* TASK DESCRIPTION *
Reproduce the entries exactly.

Collected data:
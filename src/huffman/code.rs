use std::collections::BTreeMap;
use std::fmt;
use std::str::FromStr;

use crate::error::Error;
use crate::model::{FrequencyTable, Symbol};
use crate::Result;

#[derive(Clone, Debug, Default, PartialEq, Eq, Hash)]
pub struct BitString {
    bits: Vec<bool>,
}

impl BitString {
    pub fn new() -> BitString {
        BitString { bits: Vec::new() }
    }

    pub fn push(&self, bit: bool) -> BitString {
        let mut res = self.clone();
        res.bits.push(bit);
        res
    }

    pub fn append(&mut self, other: &BitString) {
        self.bits.extend_from_slice(&other.bits);
    }

    pub fn len(&self) -> usize {
        self.bits.len()
    }

    pub fn is_empty(&self) -> bool {
        self.bits.is_empty()
    }

    pub fn iter(&self) -> impl Iterator<Item = bool> + '_ {
        self.bits.iter().copied()
    }

    pub fn is_prefix_of(&self, other: &BitString) -> bool {
        other.bits.starts_with(&self.bits)
    }
}

impl fmt::Display for BitString {
    fn fmt(&self, f: &mut fmt::Formatter<'_>) -> fmt::Result {
        for &bit in &self.bits {
            f.write_str(if bit { "1" } else { "0" })?;
        }
        Ok(())
    }
}

impl FromStr for BitString {
    type Err = Error;

    fn from_str(text: &str) -> Result<Self> {
        let bits = text
            .chars()
            .map(|c| match c {
                '0' => Ok(false),
                '1' => Ok(true),
                _ => Err(Error::InvalidBitString(text.to_owned())),
            })
            .collect::<Result<Vec<bool>>>()?;
        Ok(BitString { bits })
    }
}

/// Code word of every symbol, ordered by symbol.
#[derive(Clone, Debug, PartialEq, Eq)]
pub struct CodeTable<S: Symbol> {
    codes: BTreeMap<S, BitString>,
}

impl<S: Symbol> CodeTable<S> {
    pub(super) fn new() -> CodeTable<S> {
        CodeTable {
            codes: BTreeMap::new(),
        }
    }

    pub(super) fn insert(&mut self, symbol: S, code: BitString) {
        self.codes.insert(symbol, code);
    }

    pub fn get(&self, symbol: &S) -> Option<&BitString> {
        self.codes.get(symbol)
    }

    pub fn iter(&self) -> impl Iterator<Item = (&S, &BitString)> {
        self.codes.iter()
    }

    pub fn len(&self) -> usize {
        self.codes.len()
    }

    pub fn is_empty(&self) -> bool {
        self.codes.is_empty()
    }

    pub fn is_prefix_free(&self) -> bool {
        self.codes.values().enumerate().all(|(index, code)| {
            self.codes
                .values()
                .enumerate()
                .all(|(other_index, other)| index == other_index || !code.is_prefix_of(other))
        })
    }

    /// Bits needed to encode the whole message the frequencies were counted from.
    pub fn encoded_length(&self, frequencies: &FrequencyTable<S>) -> Result<usize> {
        frequencies.iter().try_fold(0, |length, sf| {
            let code = self
                .get(&sf.symbol)
                .ok_or_else(|| Error::UnknownSymbol(sf.symbol.to_string()))?;
            Ok(length + code.len() * sf.frequency)
        })
    }
}

#[cfg(test)]
mod test {
    use super::{BitString, CodeTable};
    use crate::error::Error;
    use crate::model::FrequencyTable;

    fn bits(text: &str) -> BitString {
        text.parse().unwrap()
    }

    fn create_code_table(entries: &[(char, &str)]) -> CodeTable<char> {
        let mut table = CodeTable::new();
        for &(symbol, code) in entries {
            table.insert(symbol, bits(code));
        }
        table
    }

    #[test]
    fn test_bit_string_text_form() {
        let code = BitString::new().push(true).push(false).push(true);
        assert_eq!(code.to_string(), "101");
        assert_eq!(bits("101"), code);
        assert!(matches!(
            "10x".parse::<BitString>(),
            Err(Error::InvalidBitString(_))
        ));
    }

    #[test]
    fn test_prefix_relation() {
        assert!(bits("10").is_prefix_of(&bits("101")));
        assert!(bits("").is_prefix_of(&bits("0")));
        assert!(!bits("11").is_prefix_of(&bits("101")));
        assert!(!bits("101").is_prefix_of(&bits("10")));
    }

    #[test]
    fn test_detects_prefix_violation() {
        let table = create_code_table(&[('a', "0"), ('b', "10"), ('c', "11")]);
        assert!(table.is_prefix_free());
        let table = create_code_table(&[('a', "1"), ('b', "10"), ('c', "0")]);
        assert!(!table.is_prefix_free());
    }

    #[test]
    fn test_encoded_length_weights_code_length_by_frequency() {
        let table = create_code_table(&[('a', "0"), ('b', "10"), ('c', "11")]);
        let frequencies = FrequencyTable::from_counts(&[('a', 5), ('b', 2), ('c', 1)]).unwrap();
        assert_eq!(table.encoded_length(&frequencies).unwrap(), 5 + 4 + 2);
    }

    #[test]
    fn test_encoded_length_with_missing_symbol() {
        let table = create_code_table(&[('a', "0"), ('b', "1")]);
        let frequencies = FrequencyTable::from_counts(&[('a', 5), ('z', 2)]).unwrap();
        assert!(matches!(
            table.encoded_length(&frequencies),
            Err(Error::UnknownSymbol(symbol)) if symbol == "z"
        ));
    }
}
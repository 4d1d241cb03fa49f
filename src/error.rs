use std::fmt::Display;

#[derive(Debug)]
pub enum Error {
    InvalidInput,
    DegenerateAlphabet(String),
    UnknownSymbol(String),
    PrecisionExhausted { digits: u32, position: usize },
    UnsupportedPrecision(u32),
    InvalidDecimal(String),
    InvalidBitString(String),
    TruncatedBitString(usize),
    UnableToOpenInputFileForReading(String, std::io::Error),
    InputFileNotUtf8(String),
    SessionAborted(&'static str),
}

impl Display for Error {
    fn fmt(&self, f: &mut std::fmt::Formatter<'_>) -> std::fmt::Result {
        match self {
            Self::InvalidInput => {
                write!(f, "Input sequence must contain at least one symbol")
            }
            Self::DegenerateAlphabet(symbol) => {
                write!(
                    f,
                    "Alphabet consists of the single symbol '{}', the optimality bound does not apply",
                    symbol
                )
            }
            Self::UnknownSymbol(symbol) => {
                write!(f, "Symbol '{}' not present in coding table", symbol)
            }
            Self::PrecisionExhausted { digits, position } => {
                write!(
                    f,
                    "Precision of {} significant digits exhausted at symbol {}",
                    digits, position
                )
            }
            Self::UnsupportedPrecision(digits) => {
                write!(
                    f,
                    "Precision of {} significant digits is not supported. Expected 1 to {}.",
                    digits,
                    crate::precision::MAX_DIGITS
                )
            }
            Self::InvalidDecimal(text) => {
                write!(f, "'{}' is not a valid decimal number", text)
            }
            Self::InvalidBitString(text) => {
                write!(f, "'{}' is not a valid bit string", text)
            }
            Self::TruncatedBitString(decoded) => {
                write!(
                    f,
                    "Bit string ended after {} decoded symbols",
                    decoded
                )
            }
            Self::UnableToOpenInputFileForReading(path, error) => {
                write!(
                    f,
                    "Unable to open input file '{}' for reading: {}",
                    path, error
                )
            }
            Self::InputFileNotUtf8(path) => {
                write!(f, "Input file '{}' does not contain UTF-8 text", path)
            }
            Self::SessionAborted(session) => {
                write!(f, "The {} coding session terminated unexpectedly", session)
            }
        }
    }
}

impl std::error::Error for Error {}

* RESPONSE AREA *
filename src/huffman/code.rs
use std::collections::BTreeMap;
use std::fmt;
use std::str::FromStr;

use crate::error::Error;
use crate::model::{FrequencyTable, Symbol};
use crate::Result;

#[derive(Clone, Debug, Default, PartialEq, Eq, Hash)]
pub struct BitString {
    bits: Vec<bool>,
}

impl BitString {
    pub fn new() -> BitString {
        BitString { bits: Vec::new() }
    }

    pub fn push(&self, bit: bool) -> BitString {
        let mut res = self.clone();
        res.bits.push(bit);
        res
    }

    pub fn append(&mut self, other: &BitString) {
        self.bits.extend_from_slice(&other.bits);
    }

    pub fn len(&self) -> usize {
        self.bits.len()
    }

    pub fn is_empty(&self) -> bool {
        self.bits.is_empty()
    }

    pub fn iter(&self) -> impl Iterator<Item = bool> + '_ {
        self.bits.iter().copied()
    }

    pub fn is_prefix_of(&self, other: &BitString) -> bool {
        other.bits.starts_with(&self.bits)
    }
}

impl fmt::Display for BitString {
    fn fmt(&self, f: &mut fmt::Formatter<'_>) -> fmt::Result {
        for &bit in &self.bits {
            f.write_str(if bit { "1" } else { "0" })?;
        }
        Ok(())
    }
}

impl FromStr for BitString {
    type Err = Error;

    fn from_str(text: &str) -> Result<Self> {
        let bits = text
            .chars()
            .map(|c| match c {
                '0' => Ok(false),
                '1' => Ok(true),
                _ => Err(Error::InvalidBitString(text.to_owned())),
            })
            .collect::<Result<Vec<bool>>>()?;
        Ok(BitString { bits })
    }
}

/// Code word of every symbol, ordered by symbol.
#[derive(Clone, Debug, PartialEq, Eq)]
pub struct CodeTable<S: Symbol> {
    codes: BTreeMap<S, BitString>,
}

impl<S: Symbol> CodeTable<S> {
    pub(super) fn new() -> CodeTable<S> {
        CodeTable {
            codes: BTreeMap::new(),
        }
    }

    pub(super) fn insert(&mut self, symbol: S, code: BitString) {
        self.codes.insert(symbol, code);
    }

    pub fn get(&self, symbol: &S) -> Option<&BitString> {
        self.codes.get(symbol)
    }

    pub fn iter(&self) -> impl Iterator<Item = (&S, &BitString)> {
        self.codes.iter()
    }

    pub fn len(&self) -> usize {
        self.codes.len()
    }

    pub fn is_empty(&self) -> bool {
        self.codes.is_empty()
    }

    pub fn is_prefix_free(&self) -> bool {
        self.codes.values().enumerate().all(|(index, code)| {
            self.codes
                .values()
                .enumerate()
                .all(|(other_index, other)| index == other_index || !code.is_prefix_of(other))
        })
    }

    /// Bits needed to encode the whole message the frequencies were counted from.
    pub fn encoded_length(&self, frequencies: &FrequencyTable<S>) -> Result<usize> {
        frequencies.iter().try_fold(0, |length, sf| {
            let code = self
                .get(&sf.symbol)
                .ok_or_else(|| Error::UnknownSymbol(sf.symbol.to_string()))?;
            Ok(length + code.len() * sf.frequency)
        })
    }
}

#[cfg(test)]
mod test {
    use super::{BitString, CodeTable};
    use crate::error::Error;
    use crate::model::FrequencyTable;

    fn bits(text: &str) -> BitString {
        text.parse().unwrap()
    }

    fn create_code_table(entries: &[(char, &str)]) -> CodeTable<char> {
        let mut table = CodeTable::new();
        for &(symbol, code) in entries {
            table.insert(symbol, bits(code));
        }
        table
    }

    #[test]
    fn test_bit_string_text_form() {
        let code = BitString::new().push(true).push(false).push(true);
        assert_eq!(code.to_string(), "101");
        assert_eq!(bits("101"), code);
        assert!(matches!(
            "10x".parse::<BitString>(),
            Err(Error::InvalidBitString(_))
        ));
    }

    #[test]
    fn test_prefix_relation() {
        assert!(bits("10").is_prefix_of(&bits("101")));
        assert!(bits("").is_prefix_of(&bits("0")));
        assert!(!bits("11").is_prefix_of(&bits("101")));
        assert!(!bits("101").is_prefix_of(&bits("10")));
    }

    #[test]
    fn test_detects_prefix_violation() {
        let table = create_code_table(&[('a', "0"), ('b', "10"), ('c', "11")]);
        assert!(table.is_prefix_free());
        let table = create_code_table(&[('a', "1"), ('b', "10"), ('c', "0")]);
        assert!(!table.is_prefix_free());
    }

    #[test]
    fn test_encoded_length_weights_code_length_by_frequency() {
        let table = create_code_table(&[('a', "0"), ('b', "10"), ('c', "11")]);
        let frequencies = FrequencyTable::from_counts(&[('a', 5), ('b', 2), ('c', 1)]).unwrap();
        assert_eq!(table.encoded_length(&frequencies).unwrap(), 5 + 4 + 2);
    }

    #[test]
    fn test_encoded_length_with_missing_symbol() {
        let table = create_code_table(&[('a', "0"), ('b', "1")]);
        let frequencies = FrequencyTable::from_counts(&[('a', 5), ('z', 2)]).unwrap();
        assert!(matches!(
            table.encoded_length(&frequencies),
            Err(Error::UnknownSymbol(symbol)) if symbol == "z"
        ));
    }
}
repository 4d1d241cb03fa49f
filename src/error.rs
use std::fmt::Display;

#[derive(Debug)]
pub enum Error {
    InvalidInput,
    DegenerateAlphabet(String),
    UnknownSymbol(String),
    PrecisionExhausted { digits: u32, position: usize },
    UnsupportedPrecision(u32),
    InvalidDecimal(String),
    InvalidBitString(String),
    TruncatedBitString(usize),
    UnableToOpenInputFileForReading(String, std::io::Error),
    InputFileNotUtf8(String),
    SessionAborted(&'static str),
}

impl Display for Error {
    fn fmt(&self, f: &mut std::fmt::Formatter<'_>) -> std::fmt::Result {
        match self {
            Self::InvalidInput => {
                write!(f, "Input sequence must contain at least one symbol")
            }
            Self::DegenerateAlphabet(symbol) => {
                write!(
                    f,
                    "Alphabet consists of the single symbol '{}', the optimality bound does not apply",
                    symbol
                )
            }
            Self::UnknownSymbol(symbol) => {
                write!(f, "Symbol '{}' not present in coding table", symbol)
            }
            Self::PrecisionExhausted { digits, position } => {
                write!(
                    f,
                    "Precision of {} significant digits exhausted at symbol {}",
                    digits, position
                )
            }
            Self::UnsupportedPrecision(digits) => {
                write!(
                    f,
                    "Precision of {} significant digits is not supported. Expected 1 to {}.",
                    digits,
                    crate::precision::MAX_DIGITS
                )
            }
            Self::InvalidDecimal(text) => {
                write!(f, "'{}' is not a valid decimal number", text)
            }
            Self::InvalidBitString(text) => {
                write!(f, "'{}' is not a valid bit string", text)
            }
            Self::TruncatedBitString(decoded) => {
                write!(
                    f,
                    "Bit string ended after {} decoded symbols",
                    decoded
                )
            }
            Self::UnableToOpenInputFileForReading(path, error) => {
                write!(
                    f,
                    "Unable to open input file '{}' for reading: {}",
                    path, error
                )
            }
            Self::InputFileNotUtf8(path) => {
                write!(f, "Input file '{}' does not contain UTF-8 text", path)
            }
            Self::SessionAborted(session) => {
                write!(f, "The {} coding session terminated unexpectedly", session)
            }
        }
    }
}

impl std::error::Error for Error {}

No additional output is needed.